MATLAB: Reinforcement learning deployment in real-time system

Deep Learning Toolboxdeploymentmachine learningreinforcement learningReinforcement Learning ToolboxsimulinkSimulink Real-Time

Hello everyone,
I trained an agent on my problem, and it works really well in simulation in Simulink. I'm trying to implement the same agent in the real-time target; for that reason, I need to build my Simulink file to generate code and then upload it to my hardware. Unfortunately, I got an error in building my model. I was wondering if anyone can help me with this.
### Generating code into build folder: G:\My Drive\00Research\RL\QUBE_DC_control\Deployment\DC_motor_RL_v02_exp_grt_rtw
Dot indexing is not supported for variables of this type. Function 'evaluatePolicy.m' (#38.286.341), line 13, column 11: "coder.loadDeepLearningNetwork('agentData.mat','policy')" Launch diagnostic report.
Component:MATLAB Function | Category:Coder error
Persistent variable 'policy' must be assigned before it is used.

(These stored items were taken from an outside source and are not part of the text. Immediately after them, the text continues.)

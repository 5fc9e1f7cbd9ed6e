use axum::{
    extract::{Path, State},
    response::IntoResponse,
    routing::{get, post},
    Json, Router,
};
use uuid::Uuid;

use crate::{
    auth::ActorContext, errors::ServiceError, handlers::common::success_response,
    services::qc::QcVerdict, AppState,
};

async fn list_pending(
    State(state): State<AppState>,
    actor: ActorContext,
) -> Result<impl IntoResponse, ServiceError> {
    let requests = state.services.qc.list_pending(&actor).await?;
    Ok(success_response(requests))
}

async fn get_review(
    State(state): State<AppState>,
    actor: ActorContext,
    Path(qc_request_id): Path<Uuid>,
) -> Result<impl IntoResponse, ServiceError> {
    let detail = state.services.qc.get(&actor, qc_request_id).await?;
    Ok(success_response(detail))
}

async fn review(
    State(state): State<AppState>,
    actor: ActorContext,
    Path(qc_request_id): Path<Uuid>,
    Json(payload): Json<QcVerdict>,
) -> Result<impl IntoResponse, ServiceError> {
    let detail = state
        .services
        .qc
        .review(&actor, qc_request_id, payload)
        .await?;
    Ok(success_response(detail))
}

pub fn qc_routes() -> Router<AppState> {
    Router::new()
        .route("/pending", get(list_pending))
        .route("/:id", get(get_review))
        .route("/:id/review", post(review))
}
mod common;

use rust_decimal_macros::dec;
use uuid::Uuid;
use workshop_api::services::{
    job_cards::{NewJobCard, NewServiceTask},
    requisitions::NewRequisitionItem,
};

use common::{technician, TestApp};

/// Approvals racing on the same product must each read the quantity they
/// write against: every movement compounds on the previous one and the final
/// stock equals the seeded quantity minus everything debited.
#[tokio::test(flavor = "multi_thread", worker_threads = 4)]
async fn concurrent_approvals_compound_without_lost_updates() {
    let app = TestApp::new().await;
    let dealer = Uuid::new_v4();
    let tech = technician(dealer);

    let product = app.seed_product(dealer, "BRK-PAD", 20, dec!(10.00)).await;

    let job = app
        .services
        .job_cards
        .create(
            &tech,
            NewJobCard {
                ticket_id: Uuid::new_v4(),
                technician_id: None,
                notes: None,
                estimated_completion_at: None,
            },
        )
        .await
        .unwrap();
    app.services.job_cards.start_work(&tech, job.id).await.unwrap();
    app.services
        .job_cards
        .add_task(
            &tech,
            job.id,
            NewServiceTask {
                name: "Brake overhaul".into(),
                description: None,
            },
        )
        .await
        .unwrap();

    let group = app
        .services
        .requisitions
        .create_group(
            &tech,
            job.id,
            (0..5)
                .map(|_| NewRequisitionItem {
                    product_id: product.id,
                    quantity: 2,
                    notes: None,
                })
                .collect(),
        )
        .await
        .unwrap();

    let mut handles = Vec::new();
    for item in &group.items {
        let requisitions = app.services.requisitions.clone();
        let item_id = item.id;
        handles.push(tokio::spawn(async move {
            requisitions.approve_item(&tech, item_id).await
        }));
    }
    for handle in handles {
        handle.await.unwrap().unwrap();
    }

    // 20 seeded, 5 approvals of 2 each.
    let product_now = app
        .services
        .inventory
        .get_product(&tech, product.id)
        .await
        .unwrap();
    assert_eq!(product_now.stock_quantity, 10);

    let (mut movements, total) = app
        .services
        .inventory
        .list_movements(&tech, product.id, 1, 20)
        .await
        .unwrap();
    assert_eq!(total, 5);

    // Each movement reads the quantity the previous one wrote: sorted by
    // their before-quantities they form one unbroken chain from 20 to 10.
    movements.sort_by(|a, b| b.quantity_before.cmp(&a.quantity_before));
    let mut expected_before = 20;
    for movement in &movements {
        assert_eq!(movement.quantity_before, expected_before);
        assert_eq!(movement.quantity_change, -2);
        assert_eq!(movement.quantity_after, expected_before - 2);
        expected_before = movement.quantity_after;
    }
    assert_eq!(expected_before, 10);
}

The only exception is a check using 'isempty(policy)' that can be performed prior to assignment. Function 'evaluatePolicy.m' (#38.365.371), line 15, column 19: "policy" Launch diagnostic report.
Component:MATLAB Function | Category:Coder error
Function call failed. Function 'evaluatePolicy.m' (#38.140.167), line 7, column 11: "localEvaluate(observation1)" Launch diagnostic report.

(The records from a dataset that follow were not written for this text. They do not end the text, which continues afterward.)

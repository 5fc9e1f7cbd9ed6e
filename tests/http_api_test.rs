mod common;

use axum::{
    body,
    http::{Method, StatusCode},
};
use rust_decimal_macros::dec;
use serde_json::{json, Value};
use uuid::Uuid;

use common::{technician, TestApp};

async fn body_json(response: axum::response::Response<axum::body::Body>) -> Value {
    let bytes = body::to_bytes(response.into_body(), usize::MAX)
        .await
        .expect("failed to read body");
    serde_json::from_slice(&bytes).expect("body is not json")
}

#[tokio::test]
async fn health_endpoint_needs_no_identity() {
    let app = TestApp::new().await;

    let response = app.request_anonymous(Method::GET, "/api/v1/health").await;
    assert_eq!(response.status(), StatusCode::OK);

    let body = body_json(response).await;
    assert_eq!(body["checks"]["database"], "healthy");
}

#[tokio::test]
async fn mutations_without_identity_headers_are_unauthorized() {
    let app = TestApp::new().await;

    let response = app.request_anonymous(Method::POST, "/api/v1/job-cards").await;
    assert_eq!(response.status(), StatusCode::UNAUTHORIZED);
}

#[tokio::test]
async fn job_card_create_and_fetch_over_http() {
    let app = TestApp::new().await;
    let dealer = Uuid::new_v4();
    let tech = technician(dealer);

    let response = app
        .request(
            Method::POST,
            "/api/v1/job-cards",
            &tech,
            Some(json!({ "ticket_id": Uuid::new_v4() })),
        )
        .await;
    assert_eq!(response.status(), StatusCode::CREATED);
    let created = body_json(response).await;
    assert_eq!(created["status"], "pending");
    assert_eq!(created["dealer_id"], json!(dealer));

    let job_id = created["id"].as_str().unwrap().to_string();
    let response = app
        .request(
            Method::GET,
            &format!("/api/v1/job-cards/{}", job_id),
            &tech,
            None,
        )
        .await;
    assert_eq!(response.status(), StatusCode::OK);

    // Another dealer's staff is locked out with 403.
    let outsider = technician(Uuid::new_v4());
    let response = app
        .request(
            Method::GET,
            &format!("/api/v1/job-cards/{}", job_id),
            &outsider,
            None,
        )
        .await;
    assert_eq!(response.status(), StatusCode::FORBIDDEN);

    // Illegal lifecycle jumps map to 409.
    let response = app
        .request(
            Method::POST,
            &format!("/api/v1/job-cards/{}/submit-qc", job_id),
            &tech,
            Some(json!({})),
        )
        .await;
    assert_eq!(response.status(), StatusCode::CONFLICT);
    let conflict = body_json(response).await;
    assert_eq!(conflict["error"], "Conflict");
    assert!(conflict["message"]
        .as_str()
        .unwrap()
        .starts_with("Invalid transition"));
}

#[tokio::test]
async fn inventory_listing_is_paginated_and_dealer_scoped() {
    let app = TestApp::new().await;
    let dealer = Uuid::new_v4();
    let tech = technician(dealer);

    app.seed_product(dealer, "HTTP-A", 3, dec!(10.00)).await;
    app.seed_product(dealer, "HTTP-B", 9, dec!(20.00)).await;
    app.seed_product(Uuid::new_v4(), "HTTP-FOREIGN", 5, dec!(5.00))
        .await;

    let response = app
        .request(Method::GET, "/api/v1/inventory?page=1&per_page=10", &tech, None)
        .await;
    assert_eq!(response.status(), StatusCode::OK);
    let body = body_json(response).await;
    assert_eq!(body["pagination"]["total"], 2);
    assert_eq!(body["data"].as_array().unwrap().len(), 2);
}

#[tokio::test]
async fn bad_reference_type_on_stock_adjust_is_a_400() {
    let app = TestApp::new().await;
    let dealer = Uuid::new_v4();
    let tech = technician(dealer);
    let product = app.seed_product(dealer, "HTTP-ADJ", 5, dec!(10.00)).await;

    let response = app
        .request(
            Method::POST,
            &format!("/api/v1/inventory/{}/adjust", product.id),
            &tech,
            Some(json!({
                "delta": -1,
                "reference_type": "teleport",
                "reference_id": Uuid::new_v4(),
            })),
        )
        .await;
    assert_eq!(response.status(), StatusCode::BAD_REQUEST);

    let response = app
        .request(
            Method::POST,
            &format!("/api/v1/inventory/{}/adjust", product.id),
            &tech,
            Some(json!({
                "delta": -1,
                "reference_type": "sale",
                "reference_id": Uuid::new_v4(),
            })),
        )
        .await;
    assert_eq!(response.status(), StatusCode::OK);
    let movement = body_json(response).await;
    assert_eq!(movement["quantity_after"], 4);
}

Component:MATLAB Function | Category:Coder error
Function call failed. Function 'MATLAB Function1' (#24.45.62), line 3, column 16: "evaluatePolicy(u)" Launch diagnostic report.

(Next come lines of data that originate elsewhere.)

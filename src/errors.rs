use axum::{
    http::StatusCode,
    response::{IntoResponse, Response},
    Json,
};
use sea_orm::error::DbErr;
use serde::{Deserialize, Serialize};

/// Standard error payload returned by every failing endpoint.
#[derive(Debug, Serialize, Deserialize)]
pub struct ErrorResponse {
    /// HTTP status category (e.g., "Not Found", "Conflict")
    pub error: String,
    /// Human-readable error description
    pub message: String,
    /// ISO 8601 timestamp when the error occurred
    pub timestamp: String,
}

#[derive(Debug, thiserror::Error, Serialize)]
pub enum ServiceError {
    #[error("Database error: {0}")]
    DatabaseError(
        #[from]
        #[serde(skip)]
        sea_orm::error::DbErr,
    ),

    #[error("Not found: {0}")]
    NotFound(String),

    #[error("Forbidden: {0}")]
    Forbidden(String),

    /// The entity is not in the source state the operation requires
    /// (e.g., approving an already-approved requisition item).
    #[error("Invalid transition: {0}")]
    InvalidTransition(String),

    /// A payment exceeds the remaining balance beyond rounding tolerance.
    #[error("Over limit: {0}")]
    OverLimit(String),

    #[error("Validation error: {0}")]
    ValidationError(String),

    #[error("Unauthorized: {0}")]
    Unauthorized(String),

    #[error("Event error: {0}")]
    EventError(String),

    #[error("Internal error: {0}")]
    InternalError(String),
}

impl From<validator::ValidationErrors> for ServiceError {
    fn from(err: validator::ValidationErrors) -> Self {
        ServiceError::ValidationError(err.to_string())
    }
}

pub trait IntoDbErr {
    fn into_db_err(self) -> DbErr;
}

impl IntoDbErr for DbErr {
    fn into_db_err(self) -> DbErr {
        self
    }
}

impl IntoDbErr for String {
    fn into_db_err(self) -> DbErr {
        DbErr::Custom(self)
    }
}

impl IntoDbErr for &str {
    fn into_db_err(self) -> DbErr {
        DbErr::Custom(self.to_string())
    }
}

impl ServiceError {
    /// Generic constructor that normalizes any supported database error input.
    pub fn db_error<E: IntoDbErr>(error: E) -> Self {
        ServiceError::DatabaseError(error.into_db_err())
    }

    /// Returns the HTTP status code for this error.
    /// This is the single source of truth for error-to-status mapping.
    pub fn status_code(&self) -> StatusCode {
        match self {
            Self::DatabaseError(_) | Self::EventError(_) | Self::InternalError(_) => {
                StatusCode::INTERNAL_SERVER_ERROR
            }
            Self::NotFound(_) => StatusCode::NOT_FOUND,
            Self::Forbidden(_) => StatusCode::FORBIDDEN,
            Self::InvalidTransition(_) => StatusCode::CONFLICT,
            Self::OverLimit(_) => StatusCode::UNPROCESSABLE_ENTITY,
            Self::ValidationError(_) => StatusCode::BAD_REQUEST,
            Self::Unauthorized(_) => StatusCode::UNAUTHORIZED,
        }
    }

    /// Returns the error message suitable for HTTP responses.
    /// Internal errors return generic messages to avoid leaking implementation details.
    pub fn response_message(&self) -> String {
        match self {
            Self::DatabaseError(_) => "Database error".to_string(),
            Self::EventError(_) | Self::InternalError(_) => "Internal server error".to_string(),
            _ => self.to_string(),
        }
    }
}

impl IntoResponse for ServiceError {
    fn into_response(self) -> Response {
        let status = self.status_code();
        let err = ErrorResponse {
            error: status.canonical_reason().unwrap_or("Error").to_string(),
            message: self.response_message(),
            timestamp: chrono::Utc::now().to_rfc3339(),
        };

        (status, Json(err)).into_response()
    }
}

#[cfg(test)]
mod tests {
    use super::*;
    use axum::{body::to_bytes, http::StatusCode};

    #[test]
    fn status_code_mapping() {
        assert_eq!(
            ServiceError::NotFound("x".into()).status_code(),
            StatusCode::NOT_FOUND
        );
        assert_eq!(
            ServiceError::Forbidden("x".into()).status_code(),
            StatusCode::FORBIDDEN
        );
        assert_eq!(
            ServiceError::InvalidTransition("x".into()).status_code(),
            StatusCode::CONFLICT
        );
        assert_eq!(
            ServiceError::OverLimit("x".into()).status_code(),
            StatusCode::UNPROCESSABLE_ENTITY
        );
        assert_eq!(
            ServiceError::ValidationError("x".into()).status_code(),
            StatusCode::BAD_REQUEST
        );
        assert_eq!(
            ServiceError::Unauthorized("x".into()).status_code(),
            StatusCode::UNAUTHORIZED
        );
        assert_eq!(
            ServiceError::InternalError("x".into()).status_code(),
            StatusCode::INTERNAL_SERVER_ERROR
        );
    }

    #[test]
    fn response_message_hides_internal_details() {
        assert_eq!(
            ServiceError::db_error("connection refused").response_message(),
            "Database error"
        );
        assert_eq!(
            ServiceError::InternalError("stacktrace".into()).response_message(),
            "Internal server error"
        );

        // User-facing errors include the actual message
        assert_eq!(
            ServiceError::NotFound("job card missing".into()).response_message(),
            "Not found: job card missing"
        );
        assert_eq!(
            ServiceError::InvalidTransition("item already approved".into()).response_message(),
            "Invalid transition: item already approved"
        );
    }

    #[tokio::test]
    async fn error_response_body_is_well_formed() {
        let response = ServiceError::Forbidden("dealer mismatch".into()).into_response();
        assert_eq!(response.status(), StatusCode::FORBIDDEN);

        let body = to_bytes(response.into_body(), usize::MAX).await.unwrap();
        let payload: ErrorResponse = serde_json::from_slice(&body).unwrap();
        assert_eq!(payload.error, "Forbidden");
        assert_eq!(payload.message, "Forbidden: dealer mismatch");
    }
}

Component:MATLAB Function | Category:Coder error
Errors occurred during parsing of MATLAB function 'DC_motor_RL_v02_exp/MATLAB Function1'
Component:MATLAB Function | Category:Coder error
### Build procedure for model: 'DC_motor_RL_v02_exp' aborted due to an error.
Errors occurred during parsing of MATLAB function 'DC_motor_RL_v02_exp/MATLAB Function1'

Best Answer

Hello,
To generate code from a trained policy, you should follow the process shown here. Note that this is a MATLAB-based workflow, i.e. you cannot generate code directly from Simulink prior to 20b, unless you import the network into your Simulink model through an S-function. Here is a video and an example that works through the workflow with GPU Coder.
In 20b, you can bring a neural network in Simulink with the deep learning block library (see video) and generate code directly from Simulink (see example).